▶ [Brief]:
Please copy each line from the entries that contains the string "message".
= = =
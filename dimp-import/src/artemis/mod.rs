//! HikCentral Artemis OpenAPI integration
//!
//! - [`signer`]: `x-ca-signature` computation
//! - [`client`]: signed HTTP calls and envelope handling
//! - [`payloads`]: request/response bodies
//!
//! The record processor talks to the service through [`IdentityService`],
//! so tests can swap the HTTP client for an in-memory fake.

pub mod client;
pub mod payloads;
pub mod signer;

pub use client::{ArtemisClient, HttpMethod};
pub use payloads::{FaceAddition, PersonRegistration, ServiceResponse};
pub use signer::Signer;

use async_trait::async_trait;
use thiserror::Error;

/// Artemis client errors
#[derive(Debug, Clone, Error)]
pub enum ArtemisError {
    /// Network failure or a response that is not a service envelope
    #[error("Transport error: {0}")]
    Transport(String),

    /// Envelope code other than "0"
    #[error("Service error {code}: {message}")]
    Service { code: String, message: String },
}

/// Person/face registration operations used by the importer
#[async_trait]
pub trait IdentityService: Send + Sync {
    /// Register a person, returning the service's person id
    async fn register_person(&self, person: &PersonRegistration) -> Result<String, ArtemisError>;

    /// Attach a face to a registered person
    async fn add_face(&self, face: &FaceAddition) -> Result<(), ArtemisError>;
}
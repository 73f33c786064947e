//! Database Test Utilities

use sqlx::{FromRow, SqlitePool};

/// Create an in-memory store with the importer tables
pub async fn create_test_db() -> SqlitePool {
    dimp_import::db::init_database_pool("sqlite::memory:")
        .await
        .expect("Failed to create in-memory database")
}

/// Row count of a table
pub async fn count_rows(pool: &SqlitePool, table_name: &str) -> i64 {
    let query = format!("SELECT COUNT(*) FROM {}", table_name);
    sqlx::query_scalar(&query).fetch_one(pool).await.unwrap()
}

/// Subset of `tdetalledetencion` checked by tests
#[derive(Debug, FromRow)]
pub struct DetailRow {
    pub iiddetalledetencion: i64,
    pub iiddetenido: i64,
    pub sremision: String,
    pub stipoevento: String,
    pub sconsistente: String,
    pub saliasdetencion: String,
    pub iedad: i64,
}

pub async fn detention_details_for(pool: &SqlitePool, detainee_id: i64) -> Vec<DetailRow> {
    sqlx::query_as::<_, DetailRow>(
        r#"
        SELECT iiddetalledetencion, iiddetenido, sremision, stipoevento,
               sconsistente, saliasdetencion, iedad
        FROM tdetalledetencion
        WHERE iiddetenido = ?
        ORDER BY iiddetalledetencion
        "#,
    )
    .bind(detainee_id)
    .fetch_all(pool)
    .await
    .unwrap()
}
= = =
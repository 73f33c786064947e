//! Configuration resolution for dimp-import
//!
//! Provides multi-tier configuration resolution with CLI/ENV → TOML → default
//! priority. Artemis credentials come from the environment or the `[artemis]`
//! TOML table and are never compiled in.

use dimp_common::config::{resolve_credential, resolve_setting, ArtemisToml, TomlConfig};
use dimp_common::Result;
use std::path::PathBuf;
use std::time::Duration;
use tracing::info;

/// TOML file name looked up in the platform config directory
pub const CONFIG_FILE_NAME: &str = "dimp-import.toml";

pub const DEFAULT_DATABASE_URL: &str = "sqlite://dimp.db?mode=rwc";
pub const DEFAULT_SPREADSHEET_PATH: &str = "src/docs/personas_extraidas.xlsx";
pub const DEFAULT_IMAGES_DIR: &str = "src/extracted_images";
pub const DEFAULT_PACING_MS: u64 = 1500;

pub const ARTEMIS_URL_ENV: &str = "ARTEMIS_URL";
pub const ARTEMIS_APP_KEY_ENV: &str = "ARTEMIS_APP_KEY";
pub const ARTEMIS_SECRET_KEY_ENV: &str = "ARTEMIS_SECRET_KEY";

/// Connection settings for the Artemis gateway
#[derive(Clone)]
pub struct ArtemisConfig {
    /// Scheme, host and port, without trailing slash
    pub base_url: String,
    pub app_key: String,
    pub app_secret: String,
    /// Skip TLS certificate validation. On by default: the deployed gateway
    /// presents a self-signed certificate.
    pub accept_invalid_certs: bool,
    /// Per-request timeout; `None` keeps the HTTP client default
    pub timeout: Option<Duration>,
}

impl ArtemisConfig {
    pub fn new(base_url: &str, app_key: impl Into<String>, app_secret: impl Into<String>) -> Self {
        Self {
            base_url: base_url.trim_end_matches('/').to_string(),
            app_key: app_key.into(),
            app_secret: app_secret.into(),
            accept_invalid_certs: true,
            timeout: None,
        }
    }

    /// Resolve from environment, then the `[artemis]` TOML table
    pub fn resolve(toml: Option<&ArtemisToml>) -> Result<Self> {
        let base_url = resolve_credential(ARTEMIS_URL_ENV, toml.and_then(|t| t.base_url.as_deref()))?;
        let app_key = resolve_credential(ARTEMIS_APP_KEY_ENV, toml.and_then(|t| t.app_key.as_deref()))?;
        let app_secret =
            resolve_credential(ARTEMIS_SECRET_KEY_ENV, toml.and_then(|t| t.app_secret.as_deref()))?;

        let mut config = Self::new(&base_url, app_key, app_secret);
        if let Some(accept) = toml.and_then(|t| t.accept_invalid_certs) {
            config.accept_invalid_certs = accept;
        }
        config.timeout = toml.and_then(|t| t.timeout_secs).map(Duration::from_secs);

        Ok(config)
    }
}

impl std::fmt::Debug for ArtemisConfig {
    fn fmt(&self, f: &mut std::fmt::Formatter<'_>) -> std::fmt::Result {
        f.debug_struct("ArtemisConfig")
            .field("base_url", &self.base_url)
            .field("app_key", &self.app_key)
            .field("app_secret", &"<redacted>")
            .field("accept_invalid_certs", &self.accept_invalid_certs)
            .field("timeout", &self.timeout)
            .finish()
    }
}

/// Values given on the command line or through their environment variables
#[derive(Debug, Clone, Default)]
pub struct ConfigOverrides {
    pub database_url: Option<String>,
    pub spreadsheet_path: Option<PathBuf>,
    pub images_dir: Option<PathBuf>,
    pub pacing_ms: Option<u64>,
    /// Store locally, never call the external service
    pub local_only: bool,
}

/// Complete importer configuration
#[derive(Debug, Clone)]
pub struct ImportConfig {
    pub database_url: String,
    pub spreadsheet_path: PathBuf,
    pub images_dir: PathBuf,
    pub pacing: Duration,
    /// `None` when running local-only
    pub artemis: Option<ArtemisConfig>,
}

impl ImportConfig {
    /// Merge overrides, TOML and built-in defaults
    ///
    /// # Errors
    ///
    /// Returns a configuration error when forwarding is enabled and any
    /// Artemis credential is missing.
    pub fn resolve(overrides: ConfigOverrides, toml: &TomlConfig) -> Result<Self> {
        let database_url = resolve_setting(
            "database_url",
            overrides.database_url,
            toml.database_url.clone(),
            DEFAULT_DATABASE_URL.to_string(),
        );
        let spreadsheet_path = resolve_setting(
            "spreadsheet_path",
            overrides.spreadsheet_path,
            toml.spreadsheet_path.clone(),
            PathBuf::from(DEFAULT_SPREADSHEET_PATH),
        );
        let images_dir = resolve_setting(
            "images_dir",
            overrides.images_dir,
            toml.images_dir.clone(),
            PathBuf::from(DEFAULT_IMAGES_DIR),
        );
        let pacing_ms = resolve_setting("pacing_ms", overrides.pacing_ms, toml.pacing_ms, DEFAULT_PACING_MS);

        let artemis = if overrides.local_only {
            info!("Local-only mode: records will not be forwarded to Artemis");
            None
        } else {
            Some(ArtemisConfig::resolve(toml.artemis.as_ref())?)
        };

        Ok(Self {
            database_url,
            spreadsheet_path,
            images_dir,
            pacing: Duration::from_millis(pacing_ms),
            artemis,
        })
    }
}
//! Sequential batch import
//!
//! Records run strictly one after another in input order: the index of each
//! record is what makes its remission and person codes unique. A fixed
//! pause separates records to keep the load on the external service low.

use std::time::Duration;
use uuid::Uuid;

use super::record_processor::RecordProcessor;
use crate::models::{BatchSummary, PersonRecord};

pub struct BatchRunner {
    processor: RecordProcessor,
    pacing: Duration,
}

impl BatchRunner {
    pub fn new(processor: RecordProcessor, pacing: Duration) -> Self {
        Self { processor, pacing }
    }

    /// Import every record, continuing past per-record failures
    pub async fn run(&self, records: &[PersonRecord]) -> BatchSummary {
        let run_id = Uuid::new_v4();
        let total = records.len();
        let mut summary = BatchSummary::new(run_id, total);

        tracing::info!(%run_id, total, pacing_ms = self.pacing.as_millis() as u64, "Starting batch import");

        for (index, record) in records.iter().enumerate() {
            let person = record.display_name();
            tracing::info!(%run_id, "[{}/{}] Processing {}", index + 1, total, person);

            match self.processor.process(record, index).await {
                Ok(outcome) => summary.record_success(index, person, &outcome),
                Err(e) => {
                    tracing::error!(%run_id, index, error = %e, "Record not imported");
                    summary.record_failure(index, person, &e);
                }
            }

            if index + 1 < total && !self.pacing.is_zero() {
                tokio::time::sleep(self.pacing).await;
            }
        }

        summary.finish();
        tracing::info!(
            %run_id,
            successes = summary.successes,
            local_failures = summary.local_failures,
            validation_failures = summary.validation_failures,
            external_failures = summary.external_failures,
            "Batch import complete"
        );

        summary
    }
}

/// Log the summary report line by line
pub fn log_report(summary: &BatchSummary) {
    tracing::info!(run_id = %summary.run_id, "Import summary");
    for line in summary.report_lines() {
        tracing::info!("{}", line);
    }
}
= = =
▶ [Output for this exercise]:
    #[error("Service error {code}: {message}")]
    Service { code: String, message: String },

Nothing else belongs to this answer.